- Release poster
- Thai: ปริศนารูหลอน
- Directed by: Wisit Sasanatieng
- Written by: Abishek J. Bajaj
- Produced by: Sangar Chatchairungruang
- Starring: Sompob Benjathikul; Sadanont Durongkaweroj; Steven Isarapong;
- Cinematography: Natdanai Naksuwarn
- Edited by: Nisarat Meechok; Harin Paesongthai;
- Music by: Rittee Joel Srichanwongse
- Production company: Transformation Films
- Distributed by: Netflix
- Release date: 2 December 2021;
- Running time: 125 minutes
- Country: Thailand
- Language: Thai

= The Whole Truth (2021 film) =

Film by Wisit Sasanatieng

The Whole Truth (ปริศนารูหลอน) is a 2021 Thai supernatural mystery horror film directed by Wisit Sasanatieng, written by Abishek J. Bajaj and starring Sompob Benjathikul, Sadanont Durongkaweroj and Steven Isarapong. It was released on Netflix on 2 December 2021.

== Plot ==

Pim and Putt are teenage siblings. Pim is a popular cheerleader while Putt is a bit of a social outcast with a leg brace for unknown reasons. Their mother, Mai, is a working single mom, recently promoted to a higher paid job. One day, Pim comes home from school to find Putt and his friend Fame playing video games. Fame follows her upstairs and tries to force his way into her room while she's changing. Putt is unable to climb the stairs to help her due to his injured leg. A spurned Fame reminds Putt that he possessed a mysterious video, apparently enough to blackmail Putt into doing what he wants. Pim calls her mother to ask when she'll be home and tell her about Fame, but Mai informs her she has to stay late for a meeting. It starts to rain heavily, and on Mai's drive she gets into a car accident. Back at home, Pim answers the door to a man who says he's her grandfather, Phong, and informs her about her mother's accident. At the hospital they see their mother in a coma in the ICU, and meet their grandmother, Wan, who, after mistakenly calling Putt "Krit", insists the teens stay at their house in their mother's old room. She asserts that Pim and Putt lived there as children, though neither remember their time there.
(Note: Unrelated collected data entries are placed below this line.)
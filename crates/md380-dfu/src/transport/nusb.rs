//! nusb-based USB transport implementation.

use std::time::Duration;

use ::nusb::transfer::{ControlIn, ControlOut, ControlType, Recipient, TransferError};
use ::nusb::{Interface, MaybeFuture, list_devices};
use tracing::{debug, info, instrument};

use super::traits::{Connector, ControlSetup, TransportError, UsbTransport, check_out_length};

/// nusb-based USB transport.
pub struct NusbTransport {
    interface: Interface,
    vid: u16,
    pid: u16,
}

impl NusbTransport {
    /// Open the first device matching VID/PID and claim `interface`.
    #[instrument(level = "info", fields(vid = format!("{:04X}", vid), pid = format!("{:04X}", pid)))]
    pub fn open_with_ids(vid: u16, pid: u16, interface: u8) -> Result<Self, TransportError> {
        let device_info = list_devices()
            .wait()
            .map_err(|e| TransportError::OpenFailed(e.to_string()))?
            .find(|d| d.vendor_id() == vid && d.product_id() == pid)
            .ok_or(TransportError::DeviceNotFound { vid, pid })?;

        info!(
            vendor_id = %format!("{:04X}", vid),
            product_id = %format!("{:04X}", pid),
            "Found device"
        );

        let device = device_info
            .open()
            .wait()
            .map_err(|e| TransportError::OpenFailed(e.to_string()))?;

        debug!(interface, "Claiming interface");
        let claimed = device.claim_interface(interface).wait().map_err(|e| {
            TransportError::ClaimInterfaceFailed {
                interface,
                message: e.to_string(),
            }
        })?;

        info!(interface, "Device opened successfully");

        Ok(Self {
            interface: claimed,
            vid,
            pid,
        })
    }
}

/// Split a bmRequestType into nusb's control type and recipient.
fn split_request_type(request_type: u8) -> Result<(ControlType, Recipient), TransportError> {
    let control_type = match (request_type >> 5) & 0x03 {
        0 => ControlType::Standard,
        1 => ControlType::Class,
        2 => ControlType::Vendor,
        _ => return Err(TransportError::InvalidRequestType(request_type)),
    };
    let recipient = match request_type & 0x1F {
        0 => Recipient::Device,
        1 => Recipient::Interface,
        2 => Recipient::Endpoint,
        3 => Recipient::Other,
        _ => return Err(TransportError::InvalidRequestType(request_type)),
    };
    Ok((control_type, recipient))
}

fn map_transfer_error(err: TransferError, timeout: Duration) -> TransportError {
    match err {
        TransferError::Stall => TransportError::Stall,
        TransferError::Disconnected => TransportError::Disconnected,
        // nusb cancels transfers whose timeout elapsed.
        TransferError::Cancelled => TransportError::Timeout {
            timeout_ms: timeout.as_millis() as u64,
        },
        other => TransportError::TransferFailed(other.to_string()),
    }
}

impl UsbTransport for NusbTransport {
    #[instrument(skip(self, setup), fields(request = setup.request, value = setup.value))]
    fn control_in(
        &self,
        setup: ControlSetup,
        length: u16,
        timeout: Duration,
    ) -> Result<Vec<u8>, TransportError> {
        if !setup.is_in() {
            return Err(TransportError::InvalidRequestType(setup.request_type));
        }
        let (control_type, recipient) = split_request_type(setup.request_type)?;
        let data = self
            .interface
            .control_in(
                ControlIn {
                    control_type,
                    recipient,
                    request: setup.request,
                    value: setup.value,
                    index: setup.index,
                    length,
                },
                timeout,
            )
            .wait()
            .map_err(|e| map_transfer_error(e, timeout))?;

        debug!(bytes_read = data.len(), "Control IN complete");
        Ok(data)
    }

    #[instrument(skip(self, setup, data), fields(request = setup.request, value = setup.value, len = data.len()))]
    fn control_out(
        &self,
        setup: ControlSetup,
        data: &[u8],
        timeout: Duration,
    ) -> Result<usize, TransportError> {
        if setup.is_in() {
            return Err(TransportError::InvalidRequestType(setup.request_type));
        }
        check_out_length(data)?;
        let (control_type, recipient) = split_request_type(setup.request_type)?;
        self.interface
            .control_out(
                ControlOut {
                    control_type,
                    recipient,
                    request: setup.request,
                    value: setup.value,
                    index: setup.index,
                    data,
                },
                timeout,
            )
            .wait()
            .map_err(|e| map_transfer_error(e, timeout))?;

        debug!(bytes_written = data.len(), "Control OUT complete");
        Ok(data.len())
    }

    fn vendor_id(&self) -> u16 {
        self.vid
    }

    fn product_id(&self) -> u16 {
        self.pid
    }
}

/// Connector backed by the host's USB stack.
#[derive(Debug, Default, Clone, Copy)]
pub struct NusbConnector;

impl Connector for NusbConnector {
    type Transport = NusbTransport;

    fn open(&self, vid: u16, pid: u16, interface: u8) -> Result<NusbTransport, TransportError> {
        NusbTransport::open_with_ids(vid, pid, interface)
    }
}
Their grandfather informs them that their grandmother has dementia and might behave strangely he asks they help look after her during their stay and not to take anything upsetting she does to heart. After retrieving their cat Latte from home, Putt discovers a hole in their grandparent's wall. Peering through, he sees a house similar to their grandparents but decaying, along with a dark haired figure. He tells Pim, who dismisses it. At dinner, Pim asks where Latte is and Wan tells her she let the cat outside, which greatly upsets Putt. Pim tells her grandfather about the hole, but when she goes to show him, he cannot see it, nor can Wan. They assume the children are lying, and get irate, particularly Phong who storms off. Wan looks at a blank spot on the wall where a clock used to be and informs Pim and Putt it's time for bed. In their room, Pim and Putt discuss whether their grandparents are lying to them or if the house itself is causing it. Putt asks Pim if she really believes their grandparents are who they say they are, since their mother never mentioned them.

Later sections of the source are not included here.